You can train almost any deep learning model using the Determined Training APIs. The Training API guides describe how to take your existing model code and train your model in Determined. Each API guide contains a link to its corresponding API reference.

Core API#

The Core API is a low-level, flexible API that lets you train models in any deep learning framework. With the Core API, you can plug in your existing training code. You’ll then use an experiment configuration to tell Determined how to train the model - e.g., multi-GPU, hyperparameter search, etc.

High-Level APIs#

The Trial APIs offer higher-level integrations with popular deep learning frameworks. With the Trial APIs, you first convert your existing training code by subclassing a Trial class and implementing methods that define each component of training - e.g., model architecture, data loader, optimizer, learning rate scheduler, callbacks, etc. This is called the Trial definition. With the code structured in this way, Determined is able to run the training loop and provide advanced training and model management capabilities.

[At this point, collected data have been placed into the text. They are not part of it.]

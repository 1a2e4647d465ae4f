pub mod build_info;
pub mod config;
pub mod constants;
pub mod error;
pub mod pipeline;

pub mod util {
    pub mod feature_engineering;
    pub mod file_utils;
    pub mod json_float;
    pub mod metrics;
    pub mod model_logger;
    pub mod pre_processor;
    #[cfg(test)]
    pub mod test_utils;
}

pub mod grid {
    pub mod step_1_tensor_preparation;
    pub mod step_2_lstm_cell;
    pub mod step_3_lstm_model_arch;
    pub mod step_4_train_model;
    pub mod step_5_prediction;
    pub mod step_6_model_serialization;
}
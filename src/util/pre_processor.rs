// External crates
use chrono::NaiveDateTime;
use log::{debug, info, warn};
use polars::prelude::*;
use serde::{Deserialize, Serialize};
use std::path::Path;

// Local modules
use crate::constants::{LOAD_COLUMN, LOAD_SCALE_DIVISOR, TIMESTAMP_COLUMN, TIMESTAMP_FORMAT};
use crate::error::{GridError, GridResult};
use crate::util::file_utils::{column_to_decimals, read_semicolon_csv};

/// How the remaining signal columns of a row collapse into one load value
#[derive(Debug, Clone, Copy, PartialEq, Serialize, Deserialize)]
#[serde(tag = "kind", rename_all = "snake_case")]
pub enum LoadAggregate {
    /// Row sum divided by `divisor`
    ScaledSum { divisor: f64 },
    /// Row median
    Median,
}

impl Default for LoadAggregate {
    fn default() -> Self {
        LoadAggregate::ScaledSum {
            divisor: LOAD_SCALE_DIVISOR,
        }
    }
}

/// Where the record timestamp lives in the raw file
#[derive(Debug, Clone, Copy, PartialEq, Eq, Default, Serialize, Deserialize)]
#[serde(rename_all = "snake_case")]
pub enum TimestampLayout {
    /// First column is the timestamp
    #[default]
    Single,
    /// First two columns are the start and end of the interval; the start is kept
    StartEnd,
}

impl TimestampLayout {
    /// Index of the first signal column
    fn signal_offset(self) -> usize {
        match self {
            TimestampLayout::Single => 1,
            TimestampLayout::StartEnd => 2,
        }
    }
}

/// Raw loader settings
#[derive(Debug, Clone, PartialEq, Serialize, Deserialize)]
#[serde(default, deny_unknown_fields)]
pub struct LoaderConfig {
    pub timestamp_format: String,
    pub layout: TimestampLayout,
    pub aggregate: LoadAggregate,
    /// Rescale the load into [0, 1] independently per calendar year
    pub normalize_per_year: bool,
}

impl Default for LoaderConfig {
    fn default() -> Self {
        Self {
            timestamp_format: TIMESTAMP_FORMAT.to_string(),
            layout: TimestampLayout::Single,
            aggregate: LoadAggregate::default(),
            normalize_per_year: false,
        }
    }
}

/// What the cleaning stages removed from a raw file
#[derive(Debug, Clone, Default, PartialEq, Serialize, Deserialize)]
pub struct LoadReport {
    /// Lines with more fields than the header, skipped before parsing
    pub malformed_lines_skipped: usize,
    pub rows_read: usize,
    pub zero_rows_dropped: usize,
    pub zero_columns_dropped: Vec<String>,
    pub incomplete_rows_dropped: usize,
    pub rows_kept: usize,
    /// Signal columns that contributed to the aggregate
    pub signal_columns: Vec<String>,
}

/// Parses a raw timestamp into nanoseconds since the Unix epoch (UTC)
pub fn parse_timestamp(value: &str, format: &str) -> GridResult<i64> {
    let invalid = || GridError::Timestamp {
        value: value.to_string(),
        format: format.to_string(),
    };
    NaiveDateTime::parse_from_str(value.trim(), format)
        .map_err(|_| invalid())?
        .and_utc()
        .timestamp_nanos_opt()
        .ok_or_else(invalid)
}

/// Collapses one row of signal values into a load value
fn aggregate_row(values: &[f64], aggregate: LoadAggregate) -> Option<f64> {
    if values.is_empty() {
        return None;
    }
    match aggregate {
        LoadAggregate::ScaledSum { divisor } => Some(values.iter().sum::<f64>() / divisor),
        LoadAggregate::Median => {
            let mut sorted = values.to_vec();
            sorted.sort_by(|a, b| a.total_cmp(b));
            let mid = sorted.len() / 2;
            if sorted.len() % 2 == 0 {
                Some((sorted[mid - 1] + sorted[mid]) / 2.0)
            } else {
                Some(sorted[mid])
            }
        }
    }
}

/// Loads a raw semicolon-delimited grid export into a `{timestamp, load}` table
///
/// Cleaning order: all-zero rows are dropped, then signal columns that are
/// zero across every remaining row, then the per-row aggregate is computed and
/// rows with any missing value (including an unparseable timestamp) are
/// dropped. The result is sorted by timestamp.
///
/// # Arguments
///
/// * `full_path` - Path to the raw CSV file
/// * `config` - Timestamp layout/format and aggregation strategy
///
/// # Returns
///
/// Returns the cleaned DataFrame and a report of what was removed
pub fn load_and_preprocess(
    full_path: &Path,
    config: &LoaderConfig,
) -> GridResult<(DataFrame, LoadReport)> {
    info!("Loading data from: {}", full_path.display());

    let (raw, malformed_lines_skipped) = read_semicolon_csv(full_path)?;
    let columns = raw.get_columns();
    let signal_offset = config.layout.signal_offset();
    if columns.len() < signal_offset {
        return Err(GridError::InvalidConfig(format!(
            "expected at least {} timestamp column(s), found {} column(s)",
            signal_offset,
            columns.len()
        )));
    }

    let rows_read = raw.height();

    // Timestamps that fail to parse count as missing values
    let timestamps: Vec<Option<i64>> = columns[0]
        .cast(&DataType::String)?
        .str()?
        .into_iter()
        .map(|cell| cell.and_then(|value| parse_timestamp(value, &config.timestamp_format).ok()))
        .collect();

    let mut signals = Vec::with_capacity(columns.len() - signal_offset);
    for column in &columns[signal_offset..] {
        signals.push((column.name().to_string(), column_to_decimals(column)?));
    }

    // Rows that are zero in every signal column
    let kept_rows: Vec<usize> = (0..rows_read)
        .filter(|&row| signals.iter().any(|(_, values)| values[row] != Some(0.0)))
        .collect();
    let zero_rows_dropped = rows_read - kept_rows.len();

    // Columns that are zero in every remaining row
    let (signals, zero_columns): (Vec<_>, Vec<_>) = signals
        .into_iter()
        .partition(|(_, values)| kept_rows.iter().any(|&row| values[row] != Some(0.0)));
    let zero_columns_dropped: Vec<String> = zero_columns.into_iter().map(|(name, _)| name).collect();
    if !zero_columns_dropped.is_empty() {
        info!(
            "Dropped {} all-zero signal column(s): {:?}",
            zero_columns_dropped.len(),
            zero_columns_dropped
        );
    }

    let mut out_timestamps = Vec::with_capacity(kept_rows.len());
    let mut out_loads = Vec::with_capacity(kept_rows.len());
    let mut row_values = Vec::with_capacity(signals.len());
    for &row in &kept_rows {
        row_values.clear();
        let mut complete = true;
        for (_, values) in &signals {
            match values[row] {
                Some(value) if !value.is_nan() => row_values.push(value),
                _ => {
                    complete = false;
                    break;
                }
            }
        }
        let aggregate = if complete {
            aggregate_row(&row_values, config.aggregate)
        } else {
            None
        };
        if let (Some(timestamp), Some(load)) = (timestamps[row], aggregate) {
            out_timestamps.push(timestamp);
            out_loads.push(load);
        }
    }
    let incomplete_rows_dropped = kept_rows.len() - out_loads.len();
    if incomplete_rows_dropped > 0 {
        warn!(
            "Dropped {} row(s) with missing or unparseable values",
            incomplete_rows_dropped
        );
    }

    let df = DataFrame::new(vec![
        Series::new(TIMESTAMP_COLUMN.into(), out_timestamps).into(),
        Series::new(LOAD_COLUMN.into(), out_loads).into(),
    ])?;
    let df = df.sort(vec![TIMESTAMP_COLUMN], SortMultipleOptions::default())?;

    let report = LoadReport {
        malformed_lines_skipped,
        rows_read,
        zero_rows_dropped,
        zero_columns_dropped,
        incomplete_rows_dropped,
        rows_kept: df.height(),
        signal_columns: signals.into_iter().map(|(name, _)| name).collect(),
    };
    info!(
        "Preprocessed {} of {} rows ({} all-zero, {} incomplete, {} malformed line(s) skipped)",
        report.rows_kept,
        report.rows_read,
        report.zero_rows_dropped,
        report.incomplete_rows_dropped,
        report.malformed_lines_skipped
    );
    debug!("Tail of the preprocessed dataset:\n{}", df.tail(Some(5)));

    Ok((df, report))
}

#[cfg(test)]
mod tests {
    use super::*;
    use crate::util::test_utils::write_grid_csv;

    fn loads(df: &DataFrame) -> Vec<f64> {
        df.column(LOAD_COLUMN)
            .unwrap()
            .f64()
            .unwrap()
            .into_no_null_iter()
            .collect()
    }

    #[test]
    fn test_parse_timestamp_day_month_short_year() {
        let ns = parse_timestamp("02/01/12 00:15", TIMESTAMP_FORMAT).unwrap();
        let expected = NaiveDateTime::parse_from_str("2012-01-02 00:15", "%Y-%m-%d %H:%M")
            .unwrap()
            .and_utc()
            .timestamp_nanos_opt()
            .unwrap();
        assert_eq!(ns, expected);
        assert!(parse_timestamp("2012-01-02", TIMESTAMP_FORMAT).is_err());
    }

    #[test]
    fn test_aggregate_row_strategies() {
        let scaled = LoadAggregate::ScaledSum { divisor: 1000.0 };
        assert_eq!(aggregate_row(&[1000.0, 500.0, 500.0], scaled), Some(2.0));
        assert_eq!(aggregate_row(&[3.0, 1.0, 2.0], LoadAggregate::Median), Some(2.0));
        assert_eq!(aggregate_row(&[4.0, 1.0, 2.0, 3.0], LoadAggregate::Median), Some(2.5));
        assert_eq!(aggregate_row(&[], LoadAggregate::Median), None);
    }

    #[test]
    fn test_load_drops_zero_rows_and_columns() {
        let dir = tempfile::tempdir().unwrap();
        let path = write_grid_csv(
            dir.path(),
            "grid.csv",
            &["MT_001", "MT_002", "MT_003"],
            &[
                ("01/01/12 00:15", &["1000", "0", "0"]),
                ("01/01/12 00:30", &["0", "0", "0"]),
                ("01/01/12 00:45", &["2000,5", "0", "500"]),
            ],
        );

        let (df, report) = load_and_preprocess(&path, &LoaderConfig::default()).unwrap();

        assert_eq!(report.rows_read, 3);
        assert_eq!(report.zero_rows_dropped, 1);
        assert_eq!(report.zero_columns_dropped, vec!["MT_002".to_string()]);
        assert_eq!(report.signal_columns, vec!["MT_001".to_string(), "MT_003".to_string()]);
        assert_eq!(df.get_column_names().len(), 2);
        assert!(df.column("MT_002").is_err());

        let values = loads(&df);
        assert_eq!(values.len(), 2);
        assert!((values[0] - 1.0).abs() < 1e-12);
        assert!((values[1] - 2.5005).abs() < 1e-12);
    }

    #[test]
    fn test_load_drops_incomplete_and_malformed_rows() {
        let dir = tempfile::tempdir().unwrap();
        let path = write_grid_csv(
            dir.path(),
            "grid.csv",
            &["MT_001", "MT_002"],
            &[
                ("01/01/12 00:15", &["1", "2"]),
                ("01/01/12 00:30", &["x", "2"]),
                ("not a date", &["1", "2"]),
                ("01/01/12 00:45", &["3", "4"]),
            ],
        );

        let config = LoaderConfig {
            aggregate: LoadAggregate::Median,
            ..LoaderConfig::default()
        };
        let (df, report) = load_and_preprocess(&path, &config).unwrap();

        assert_eq!(report.incomplete_rows_dropped, 2);
        assert_eq!(loads(&df), vec![1.5, 3.5]);
    }

    #[test]
    fn test_load_sorts_by_timestamp() {
        let dir = tempfile::tempdir().unwrap();
        let path = write_grid_csv(
            dir.path(),
            "grid.csv",
            &["MT_001"],
            &[
                ("01/01/12 01:00", &["3000"]),
                ("01/01/12 00:15", &["1000"]),
                ("01/01/12 00:30", &["2000"]),
            ],
        );

        let (df, _) = load_and_preprocess(&path, &LoaderConfig::default()).unwrap();
        assert_eq!(loads(&df), vec![1.0, 2.0, 3.0]);
    }

    #[test]
    fn test_load_start_end_layout() {
        let dir = tempfile::tempdir().unwrap();
        let path = dir.path().join("start_end.csv");
        std::fs::write(
            &path,
            "START;END;LOAD\n01/01/12 00:00;01/01/12 00:15;5000\n01/01/12 00:15;01/01/12 00:30;7000\n",
        )
        .unwrap();

        let config = LoaderConfig {
            layout: TimestampLayout::StartEnd,
            ..LoaderConfig::default()
        };
        let (df, report) = load_and_preprocess(&path, &config).unwrap();
        assert_eq!(report.signal_columns, vec!["LOAD".to_string()]);
        assert_eq!(loads(&df), vec![5.0, 7.0]);
    }

    #[test]
    fn test_load_all_zero_file_yields_empty_table() {
        let dir = tempfile::tempdir().unwrap();
        let path = write_grid_csv(
            dir.path(),
            "zeros.csv",
            &["MT_001", "MT_002"],
            &[("01/01/12 00:15", &["0", "0"]), ("01/01/12 00:30", &["0", "0"])],
        );

        let (df, report) = load_and_preprocess(&path, &LoaderConfig::default()).unwrap();
        assert_eq!(df.height(), 0);
        assert_eq!(report.zero_rows_dropped, 2);
        assert_eq!(report.zero_columns_dropped.len(), 2);
    }

    #[test]
    fn test_load_skips_lines_with_extra_fields() {
        let dir = tempfile::tempdir().unwrap();
        let path = write_grid_csv(
            dir.path(),
            "ragged.csv",
            &["MT_001", "MT_002"],
            &[
                ("01/01/12 00:15", &["1000", "3000"]),
                ("01/01/12 00:30", &["5000", "5000", "99", "junk"]),
                ("01/01/12 00:45", &["2000", "2000"]),
            ],
        );

        let (df, report) = load_and_preprocess(&path, &LoaderConfig::default()).unwrap();

        assert_eq!(report.malformed_lines_skipped, 1);
        assert_eq!(report.rows_read, 2);
        assert_eq!(df.height(), 2);
        assert_eq!(loads(&df), vec![4.0, 4.0]);
    }
}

Once you have converted your code, you can use an experiment configuration to tell Determined how to train the model - e.g., multi-GPU, hyperparameter search, etc.

Looking for a Basic Tutorial?#

If you’d like to review how to implement the Determined APIs on simple models, visit our Tutorials.

Prefer to use an Example Model?#

If you’d like to build off of an existing model that already runs on Determined, visit our Examples to see if the model you’d like to train is already available.

AMD ROCm Support#

Determined has experimental support for ROCm. Determined provides a prebuilt Docker image that includes ROCm 5.0, PyTorch 1.10 and TensorFlow 2.7:

  • determinedai/environments:rocm-5.0-pytorch-1.10-tf-2.7-rocm-0.26.4

Known limitations:

  • Only agent-based deployments are available; Kubernetes is not yet supported.

  • GPU profiling is not yet supported.